I especially like the step away from the mystical half-baked truism Force shit of the original and prequel trilogies. I always hated Jedis as an established religion, and thought Yoda and Obi Wan were really tedious characters when they were in wise teacher mode. Johnson sets fire to a lot of Star Wars mythology with his approach, as literally visualized by the tree setting on fire. Then it's followed by Yoda saying "Page turner, it was not" because no one in this movie feels like they come from a galaxy far far away. Like how they keep talking about fuel and use the phrase "running on fumes" which makes me wonder what those spaceships are actually powered by. If only there were 20 books detailing the technology of Star Wars.

 

It feels like a half-step towards a Lord/Miller sensibility but the relentless playfulness (and even overly broad silliness) is tempered by a desire to follow through on the emotional journey of every character, no matter who, no matter how it screwed up the pacing.

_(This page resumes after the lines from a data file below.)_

//! Registration-time property description

use std::any::Any;
use std::sync::Arc;

use super::access::{Getter, Setter, TypedAccess};
use super::Property;
use crate::identity::{Scope, TypeIdentity};

/// Typed description of one property of `T` with value type `V`
///
/// Turned into a [`Property`] when the class is built. Field properties
/// start with every accessor present; computed ones start empty and gain
/// accessors through the chained setters below.
///
/// ```ignore
/// builder.property(
///     PropertySpec::<Cat, i32>::computed("lives")
///         .getter(Cat::lives)
///         .setter(Cat::set_lives)
///         .text("remaining lives"),
/// );
/// ```
pub struct PropertySpec<T, V> {
    name: &'static str,
    getter: Option<Getter<T, V>>,
    setter: Option<Setter<T, V>>,
    mover: Option<Setter<T, V>>,
    cloner: Option<fn(&V) -> V>,
    boxed: bool,
    readonly: bool,
    text: &'static str,
}

impl<T: Any, V: Any> PropertySpec<T, V> {
    fn empty(name: &'static str, cloner: Option<fn(&V) -> V>) -> Self {
        Self {
            name,
            getter: None,
            setter: None,
            mover: None,
            cloner,
            boxed: true,
            readonly: false,
            text: "",
        }
    }

    /// Field of a clonable type
    pub fn field(name: &'static str, get: fn(&T) -> &V, get_mut: fn(&mut T) -> &mut V) -> Self
    where
        V: Clone,
    {
        let mut spec = Self::empty(name, Some(V::clone));
        spec.getter = Some(Getter::Field { get, get_mut });
        spec.setter = Some(Setter::Field(get_mut));
        spec
    }

    /// Field whose type can be moved but not cloned
    pub fn field_move_only(
        name: &'static str,
        get: fn(&T) -> &V,
        get_mut: fn(&mut T) -> &mut V,
    ) -> Self {
        let mut spec = Self::empty(name, None);
        spec.getter = Some(Getter::Field { get, get_mut });
        spec.mover = Some(Setter::Field(get_mut));
        spec
    }

    /// Accessor pair of a clonable type; add a getter and/or setter
    pub fn computed(name: &'static str) -> Self
    where
        V: Clone,
    {
        Self::empty(name, Some(V::clone))
    }

    /// Accessor pair of a move-only type
    pub fn computed_move_only(name: &'static str) -> Self {
        Self::empty(name, None)
    }

    /// By-value getter
    pub fn getter(mut self, get: fn(&T) -> V) -> Self {
        self.getter = Some(Getter::Value(get));
        self
    }

    /// Getter returning a reference into the object
    pub fn getter_ref(mut self, get: fn(&T) -> &V) -> Self {
        self.getter = Some(Getter::Ref(get));
        self
    }

    /// Setter taking the new value; also used for moves unless a dedicated
    /// mover is given
    pub fn setter(mut self, set: fn(&mut T, V)) -> Self {
        self.setter = Some(Setter::Method(set));
        self
    }

    /// Dedicated move-assignment function
    pub fn mover(mut self, mv: fn(&mut T, V)) -> Self {
        self.mover = Some(Setter::Method(mv));
        self
    }

    /// Drop every write accessor
    pub fn readonly(mut self) -> Self {
        self.readonly = true;
        self
    }

    /// Attach free-form metadata text
    pub fn text(mut self, text: &'static str) -> Self {
        self.text = text;
        self
    }

    /// Disable boxed exchange
    pub fn no_boxed(mut self) -> Self {
        self.boxed = false;
        self
    }

    pub(crate) fn name(&self) -> &'static str {
        self.name
    }

    pub(crate) fn build(self, owner: Scope) -> Property {
        let qualified: Arc<str> = Arc::from(format!("{}.{}", owner.name, self.name));
        let (setter, mover) = if self.readonly {
            (None, None)
        } else {
            (self.setter, self.mover)
        };
        let access = TypedAccess {
            name: qualified,
            getter: self.getter,
            setter,
            mover,
            cloner: self.cloner,
            boxed: self.boxed,
        };
        Property::new(
            Arc::from(self.name),
            TypeIdentity::of::<V>(),
            owner,
            Arc::new(access),
            Arc::from(self.text),
        )
    }
}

It feels personal and heartfelt in a way no Star Wars movie has since A New Hope. But A New Hope is an elegant weapon, not as clumsy or random as The Last Jedi.

 

After Force Awakens I had no confidence in Disney to allow a movie this idiosyncratic to be part of the main trilogy and if it weren't JJ Abrams taking the reins again for the next one I'd say it's got me more invested in  Star Wars as an ongoing series than ever. Even as a 12 year old who thought Episode 1 was really cool and neat and keen, I had no desire to return to that world. But this was a great time and I am invested in the emotional lives of these space people, even the villains, and that's really something.

 

On the other hand, I even liked the Porgs, and Porgs are objectively awful Star Wars Special Edition crap designed to sell stuffed animals over Christmas that feel extruded from the same think-tank as Minions. So maybe I'm some sort of lunatic.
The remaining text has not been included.